- The problem:
Go to the line below containing "let mut cli_globals = BTreeMap::new();" and print exactly from there through the line containing "report = report::apply_quiet(report);", both included. Print nothing else.
════════
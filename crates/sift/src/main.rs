use std::collections::BTreeMap;
use std::path::{Path, PathBuf};
use std::process::ExitCode;

use anyhow::{bail, Context, Result};
use clap::Parser;
use serde_json::{json, Value};
use sift_core::config::ConfigSource;
use sift_core::engine::{Engine, EngineOptions};
use sift_core::registry::{Registry, StaticPluginLoader};
use sift_core::resolver::{ConfigResolver, ResolverOptions};

mod parser;
mod report;
mod rules;
mod util;
mod walk;

#[derive(Parser, Debug)]
#[command(name = "sift")]
#[command(about = "Configurable static analysis with autofix and caching.", long_about = None)]
#[command(version)]
struct Cli {
    /// Files, directories, or glob patterns to check.
    #[arg(value_name = "PATTERN", required_unless_present = "stdin")]
    patterns: Vec<String>,

    /// Apply fixes and write them back to disk.
    #[arg(long)]
    fix: bool,

    /// Use this configuration file on top of anything discovered.
    #[arg(long, value_name = "PATH")]
    config: Option<PathBuf>,

    /// Do not discover configuration fragment files.
    #[arg(long = "no-siftrc")]
    no_siftrc: bool,

    /// Configure a rule, as `id=SETTING` (e.g. `no-tabs=2` or `linebreak-style=[2,"unix"]`).
    #[arg(long = "rule", value_name = "ID=SETTING")]
    rules: Vec<String>,

    /// Enable an environment.
    #[arg(long = "env", value_name = "NAME")]
    envs: Vec<String>,

    /// Define a global, as `NAME` or `NAME=VALUE`.
    #[arg(long = "global", value_name = "NAME[=VALUE]")]
    globals: Vec<String>,

    /// Load a plugin.
    #[arg(long = "plugin", value_name = "NAME")]
    plugins: Vec<String>,

    /// Lint ignored and hidden files too.
    #[arg(long = "no-ignore")]
    no_ignore: bool,

    /// Report errors only.
    #[arg(long)]
    quiet: bool,

    /// Fail when more than this many warnings are reported.
    #[arg(long, value_name = "N")]
    max_warnings: Option<usize>,

    /// Skip files that were clean last run and have not changed.
    #[arg(long)]
    cache: bool,

    /// Where the cache lives.
    #[arg(long, value_name = "PATH", default_value = ".siftcache")]
    cache_location: PathBuf,

    /// Read the text to check from standard input.
    #[arg(long)]
    stdin: bool,

    /// Path used for configuration lookup and reporting in --stdin mode.
    #[arg(long, value_name = "PATH", default_value = "stdin.txt")]
    stdin_filename: PathBuf,

    #[arg(long, value_enum, default_value_t = Format::Text)]
    format: Format,
}

#[derive(Debug, Clone, Copy, PartialEq, Eq, clap::ValueEnum)]
enum Format {
    Text,
    Json,
}

/// `id=SETTING` with the setting either JSON or a bare severity word.
fn parse_rule_arg(arg: &str) -> Result<(String, Value)> {
    let Some((id, setting)) = arg.split_once('=') else {
        bail!("--rule expects ID=SETTING, got '{arg}'");
    };
    let id = id.trim();
    if id.is_empty() {
        bail!("--rule expects ID=SETTING, got '{arg}'");
    }
    let setting = setting.trim();
    let value = serde_json::from_str(setting).unwrap_or_else(|_| json!(setting));
    Ok((id.to_string(), value))
}

/// `NAME` defines the global as true; `NAME=VALUE` takes the value as JSON
/// or, failing that, as a string.
fn parse_global_arg(arg: &str) -> (String, Value) {
    match arg.split_once('=') {
        Some((name, value)) => {
            let parsed = serde_json::from_str(value.trim()).unwrap_or_else(|_| json!(value.trim()));
            (name.trim().to_string(), parsed)
        }
        None => (arg.trim().to_string(), json!(true)),
    }
}

fn build_engine(cli: &Cli, cwd: &Path) -> Result<Engine> {
    let mut registry = Registry::new();
    rules::register_builtins(&mut registry);

    let mut cli_rules = BTreeMap::new();
    for arg in &cli.rules {
        let (id, setting) = parse_rule_arg(arg)?;
        cli_rules.insert(id, setting);
    }
    let mut cli_globals = BTreeMap::new();
    for arg in &cli.globals {
        let (name, value) = parse_global_arg(arg);
        cli_globals.insert(name, value);
    }

    let mut resolver_options = ResolverOptions::new(cwd);
    resolver_options.use_rc_files = !cli.no_siftrc;
    resolver_options.config_source = cli
        .config
        .as_ref()
        .map(|path| ConfigSource::FilePath(path.clone()));
    resolver_options.cli_rules = cli_rules;
    resolver_options.cli_globals = cli_globals;
    resolver_options.cli_envs = cli.envs.clone();
    resolver_options.cli_plugins = cli.plugins.clone();
    let resolver = ConfigResolver::new(resolver_options)
        .map_err(anyhow::Error::new)
        .context("loading configuration")?;

    let engine_options = EngineOptions {
        fix: cli.fix,
        cache: cli.cache,
        cache_location: cli.cache_location.clone(),
    };

    Ok(Engine::new(
        engine_options,
        registry,
        resolver,
        Box::new(parser::PlainParser),
        Box::new(StaticPluginLoader::new()),
    ))
}

fn run(cli: Cli) -> Result<ExitCode> {
    let cwd = std::env::current_dir().context("determining working directory")?;
    let mut engine = build_engine(&cli, &cwd)?;

    let mut report = if cli.stdin {
        let text = std::io::read_to_string(std::io::stdin()).context("reading standard input")?;
        engine.run_text(&text, &cwd.join(&cli.stdin_filename))?
    } else {
        let targets = walk::collect_targets(&cli.patterns, &cwd, cli.no_ignore)?;
        let report = engine.run(&targets)?;
        if cli.fix {
            Engine::write_fixes(&report).context("writing fixes")?;
        }
        report
    };

    if cli.quiet {
        report = report::apply_quiet(report);
    }

    match cli.format {
        Format::Text => print!("{}", report::render_text(&report)),
        Format::Json => println!("{}", report::render_json(&report)?),
    }

    if report.error_count > 0 {
        return Ok(ExitCode::from(1));
    }
    if let Some(ceiling) = cli.max_warnings {
        if report.warning_count > ceiling {
            eprintln!("sift found too many warnings (maximum: {ceiling})");
            return Ok(ExitCode::from(1));
        }
    }
    Ok(ExitCode::SUCCESS)
}

fn main() -> ExitCode {
    let cli = Cli::parse();
    match run(cli) {
        Ok(code) => code,
        Err(err) => {
            eprintln!("sift: {err:#}");
            ExitCode::from(2)
        }
    }
}
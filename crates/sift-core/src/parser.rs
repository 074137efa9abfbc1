use std::collections::BTreeMap;
use std::error::Error;
use std::fmt;

use serde::Serialize;
use serde_json::Value;

/// One lexical token with its byte span and 1-based position.
#[derive(Debug, Clone, PartialEq, Eq, Serialize)]
pub struct Token {
    pub text: String,
    pub start: usize,
    pub end: usize,
    pub line: u32,
    pub column: u32,
}

/// What a parser hands back on success: a JSON syntax tree plus the token
/// stream rules may walk.
#[derive(Debug, Clone)]
pub struct ParseOutput {
    pub tree: Value,
    pub tokens: Vec<Token>,
}

/// A syntax error. Becomes exactly one fatal problem; no rules run after it.
#[derive(Debug, Clone, PartialEq, Eq)]
pub struct ParseFailure {
    pub message: String,
    pub line: u32,
    pub column: u32,
    pub offset: usize,
}

impl fmt::Display for ParseFailure {
    fn fmt(&self, f: &mut fmt::Formatter<'_>) -> fmt::Result {
        write!(
            f,
            "parsing error at {}:{}: {}",
            self.line, self.column, self.message
        )
    }
}

impl Error for ParseFailure {}

/// Injected parsing capability. `parser_id` is the configured `parser` value;
/// implementations decide which ids they honor.
pub trait Parser {
    fn parse(
        &self,
        text: &str,
        parser_id: &str,
        options: &BTreeMap<String, Value>,
    ) -> Result<ParseOutput, ParseFailure>;
}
════════
- Written reply:
    let mut cli_globals = BTreeMap::new();
    for arg in &cli.globals {
        let (name, value) = parse_global_arg(arg);
        cli_globals.insert(name, value);
    }

    let mut resolver_options = ResolverOptions::new(cwd);
    resolver_options.use_rc_files = !cli.no_siftrc;
    resolver_options.config_source = cli
        .config
        .as_ref()
        .map(|path| ConfigSource::FilePath(path.clone()));
    resolver_options.cli_rules = cli_rules;
    resolver_options.cli_globals = cli_globals;
    resolver_options.cli_envs = cli.envs.clone();
    resolver_options.cli_plugins = cli.plugins.clone();
    let resolver = ConfigResolver::new(resolver_options)
        .map_err(anyhow::Error::new)
        .context("loading configuration")?;

    let engine_options = EngineOptions {
        fix: cli.fix,
        cache: cli.cache,
        cache_location: cli.cache_location.clone(),
    };

    Ok(Engine::new(
        engine_options,
        registry,
        resolver,
        Box::new(parser::PlainParser),
        Box::new(StaticPluginLoader::new()),
    ))
}

fn run(cli: Cli) -> Result<ExitCode> {
    let cwd = std::env::current_dir().context("determining working directory")?;
    let mut engine = build_engine(&cli, &cwd)?;

    let mut report = if cli.stdin {
        let text = std::io::read_to_string(std::io::stdin()).context("reading standard input")?;
        engine.run_text(&text, &cwd.join(&cli.stdin_filename))?
    } else {
        let targets = walk::collect_targets(&cli.patterns, &cwd, cli.no_ignore)?;
        let report = engine.run(&targets)?;
        if cli.fix {
            Engine::write_fixes(&report).context("writing fixes")?;
        }
        report
    };

    if cli.quiet {
        report = report::apply_quiet(report);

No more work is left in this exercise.